My parents were both born, and raised through their teen years, in the Great Depression. Their families were both of modest means, and they grew up with the phrases, “Buy it new. Wear it out. Make it do, or do without.” and “It’ll work/look/burn/taste better, once we knock the dirt off.” My uncles used to take gunny sacks with them to school, so that they could pick up coal along the railroad tracks, that had fallen off coal cars (outside bends are the best places to look, BTW.) One of my prized possessions is a quilt, sewn together from 3″x4″ rectangles of different types of wool cloth, which were fabric samples that a men’s clothing store had thrown out.

My father is (as am I) an inveterate trash-picker. We can’t stand to throw out anything useful, or allow others to do either. Once, my father noticed a number of the same model of Black & Decker electric lawn-edger appearing on curbs on trash day. Curious, he picked one up, took it home, and examined it. A flaw in the design allowed a piece to work loose, and jam the shaft on which the blade turned. He figured out how to fix the flaw using a very thin washer (which was likely salvaged, too) as a shim. We ended up with three or four of these almost-new edgers, which Dad repaired. One day a neighbor came by to borrow an edger, and Dad just told him to keep it. He even repaired a couple, and then RETURNED THEM to the houses that had thrown them out with notes of explanation.

The dehumidifier that ran constantly for years in the basement of my old house, was picked off the curb in new, unused condition. I quickly discovered the problem was that the plastic fan blade inside, had slipped off the motor shaft. 30 minutes labor, saved me about $200 for a dehumidifier.

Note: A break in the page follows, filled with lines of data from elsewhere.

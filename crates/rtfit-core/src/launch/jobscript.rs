//! PBS job script generation for scheduler hosts.

use crate::launch::options::SchedulingOptions;

/// `HH:MM:SS` form of a wall time in seconds, rounded up to a full minute.
pub fn walltime_string(seconds: f64) -> String {
    let total = (seconds.max(0.0) / 60.0).ceil() as u64 * 60;
    let hours = total / 3600;
    let minutes = (total % 3600) / 60;
    let secs = total % 60;
    format!("{hours:02}:{minutes:02}:{secs:02}")
}

/// A job script running the given simulation commands sequentially.
///
/// The caller is responsible for sizing the requested wall time: grouped
/// jobs request the sum of the per-simulation estimates times a safety
/// factor.
pub fn job_script(
    job_name: &str,
    options: &SchedulingOptions,
    walltime_seconds: f64,
    commands: &[String],
) -> String {
    let mut script = String::new();
    script.push_str("#!/bin/sh\n");
    script.push_str(&format!("#PBS -N {job_name}\n"));
    script.push_str(&format!("#PBS -o {job_name}.out\n"));
    script.push_str(&format!("#PBS -e {job_name}.err\n"));
    script.push_str(&format!(
        "#PBS -l walltime={}\n",
        walltime_string(walltime_seconds)
    ));
    script.push_str(&format!(
        "#PBS -l nodes={}:ppn={}\n",
        options.nodes, options.ppn
    ));
    if options.mail {
        script.push_str("#PBS -m abe\n");
    }
    script.push('\n');
    for command in commands {
        script.push_str(command);
        script.push('\n');
    }
    script
}

#[cfg(test)]
mod tests {
    use super::*;

    #[test]
    fn test_walltime_formatting() {
        assert_eq!(walltime_string(0.0), "00:00:00");
        assert_eq!(walltime_string(59.0), "00:01:00");
        assert_eq!(walltime_string(3600.0), "01:00:00");
        assert_eq!(walltime_string(3661.0), "01:02:00");
        assert_eq!(walltime_string(86400.0), "24:00:00");
    }

    #[test]
    fn test_script_layout() {
        let options = SchedulingOptions::new(3600.0, 2, 24);
        let script = job_script(
            "m81_gen2_0",
            &options,
            7200.0,
            &["cd /scratch/sim_a && mpirun -np 4 skirt sim_a.ski".to_string()],
        );
        assert!(script.starts_with("#!/bin/sh\n"));
        assert!(script.contains("#PBS -l walltime=02:00:00"));
        assert!(script.contains("#PBS -l nodes=2:ppn=24"));
        assert!(script.contains("mpirun -np 4 skirt sim_a.ski"));
        assert!(!script.contains("#PBS -m"));
    }
}
#[cfg(test)]
mod tests {
    use super::*;
    use crate::config::SimulatorConfig;
    use crate::config::GenerationMethod;
    use crate::store::generation::{GenerationInfo, GenerationStatus};
    use crate::units::Quantity;

    const SKI: &str = r#"<Sim numPackages="1000"><Dust mass="[mass:1]"/></Sim>"#;

    /// A stand-in simulator: writes the expected log artifact, or exits
    /// non-zero when the scene carries a mass of 666.
    fn fake_simulator(dir: &Path) -> std::path::PathBuf {
        let path = dir.join("fake-skirt.sh");
        let script = r#"#!/bin/sh
ski=""
out=""
while [ $# -gt 0 ]; do
  case "$1" in
    -o) out="$2"; shift 2 ;;
    -i|-t|-np) shift 2 ;;
    -d) shift ;;
    *) ski="$1"; shift ;;
  esac
done
if grep -q 'mass="666"' "$ski"; then exit 1; fi
base=$(basename "$ski" .ski)
echo simulation done > "$out/${base}_log.txt"
echo "0.5" > "$out/${base}_sed.dat"
"#;
        std::fs::write(&path, script).unwrap();
        #[cfg(unix)]
        {
            use std::os::unix::fs::PermissionsExt;
            std::fs::set_permissions(&path, std::fs::Permissions::from_mode(0o755)).unwrap();
        }
        path
    }

    fn generation(dir: &Path) -> Generation {
        Generation::create(
            dir,
            GenerationInfo {
                name: "grid_test".to_string(),
                index: None,
                method: GenerationMethod::Grid,
                wavelength_grid_level: 0,
                representation: "initial".to_string(),
                npackages: 1000,
                selfabsorption: false,
                transient_heating: false,
                nsimulations: 0,
                creation_time: Utc::now(),
                finishing_time: None,
                status: GenerationStatus::Planned,
            },
            vec![],
        )
        .unwrap()
    }

    fn launcher_config(dir: &Path) -> LauncherConfig {
        LauncherConfig {
            max_local_jobs: 2,
            simulator: SimulatorConfig {
                executable: fake_simulator(dir),
                ..Default::default()
            },
            ..Default::default()
        }
    }

    fn vector(mass: f64) -> ParameterVector {
        let mut v = ParameterVector::new();
        v.push("mass", Quantity::dimensionless(mass));
        v
    }

    #[test]
    fn test_local_launch_success_and_crash() {
        let dir = tempfile::tempdir().unwrap();
        let generation = generation(dir.path());
        let config = launcher_config(dir.path());
        let scene = SceneTemplate::from_text(SKI);
        let input = SimulationInput::new();

        let mut launcher = BatchLauncher::new(&config, &scene, &input);
        launcher.set_parallelization_local(Parallelization::threads(1, 1));
        launcher.add_to_queue(&generation, "sim_good", "individual_0000", vector(1.0));
        launcher.add_to_queue(&generation, "sim_bad", "individual_0001", vector(666.0));

        let shells = HashMap::new();
        let summary = launcher
            .launch(&generation, "test", &[], &shells, Duration::from_secs(5), None)
            .unwrap();
        assert_eq!(summary.launched.len(), 2);
        assert!(summary.local_walls.contains_key("sim_good"));
        assert!(!summary.local_walls.contains_key("sim_bad"));

        let records = launcher.into_records();
        let good = records.iter().find(|r| r.simulation_name == "sim_good").unwrap();
        let bad = records.iter().find(|r| r.simulation_name == "sim_bad").unwrap();
        assert_eq!(good.status, SimulationStatus::Retrieved);
        assert_eq!(bad.status, SimulationStatus::Crashed);
        assert!(good.output_path.join("sim_good_log.txt").exists());
    }

    #[test]
    fn test_dry_run_stops_before_submit() {
        let dir = tempfile::tempdir().unwrap();
        let generation = generation(dir.path());
        let config = launcher_config(dir.path());
        let scene = SceneTemplate::from_text(SKI);
        let input = SimulationInput::new();

        let mut launcher = BatchLauncher::new(&config, &scene, &input);
        launcher.set_dry(true);
        launcher.set_parallelization_local(Parallelization::threads(1, 1));
        launcher.add_to_queue(&generation, "sim_dry", "individual_0000", vector(2.0));

        let shells = HashMap::new();
        let summary = launcher
            .launch(&generation, "test", &[], &shells, Duration::from_secs(5), None)
            .unwrap();
        assert_eq!(summary.launched, vec!["sim_dry"]);

        let record = &launcher.records()[0];
        assert_eq!(record.status, SimulationStatus::Dry);
        // The scene file was materialized with the substituted value.
        let ski = std::fs::read_to_string(&record.ski_path).unwrap();
        assert!(ski.contains(r#"mass="2""#));
        // But nothing ran.
        assert!(!record.output_path.join("sim_dry_log.txt").exists());
    }

    #[test]
    fn test_missing_local_parallelization_is_an_error() {
        let dir = tempfile::tempdir().unwrap();
        let generation = generation(dir.path());
        let config = launcher_config(dir.path());
        let scene = SceneTemplate::from_text(SKI);
        let input = SimulationInput::new();

        let mut launcher = BatchLauncher::new(&config, &scene, &input);
        launcher.add_to_queue(&generation, "sim_a", "individual_0000", vector(1.0));
        let shells = HashMap::new();
        let result = launcher.launch(&generation, "test", &[], &shells, Duration::from_secs(5), None);
        assert!(matches!(result, Err(Error::Configuration(_))));
    }
}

I have salvaged a number of Coleman liquid fuel lanterns that I seen out for the trash. In each case, long-time storage with old fuel had gummed-up the “generator”. The generator is a brass tube between the mantles, which contains a coiled wire, and pre-heats the fuel before it mixes with the air and passes through the mantles. Removing the generator, soaking it in denatured alcohol, then reassembling, and firing it up with fresh fuel has done the trick every time.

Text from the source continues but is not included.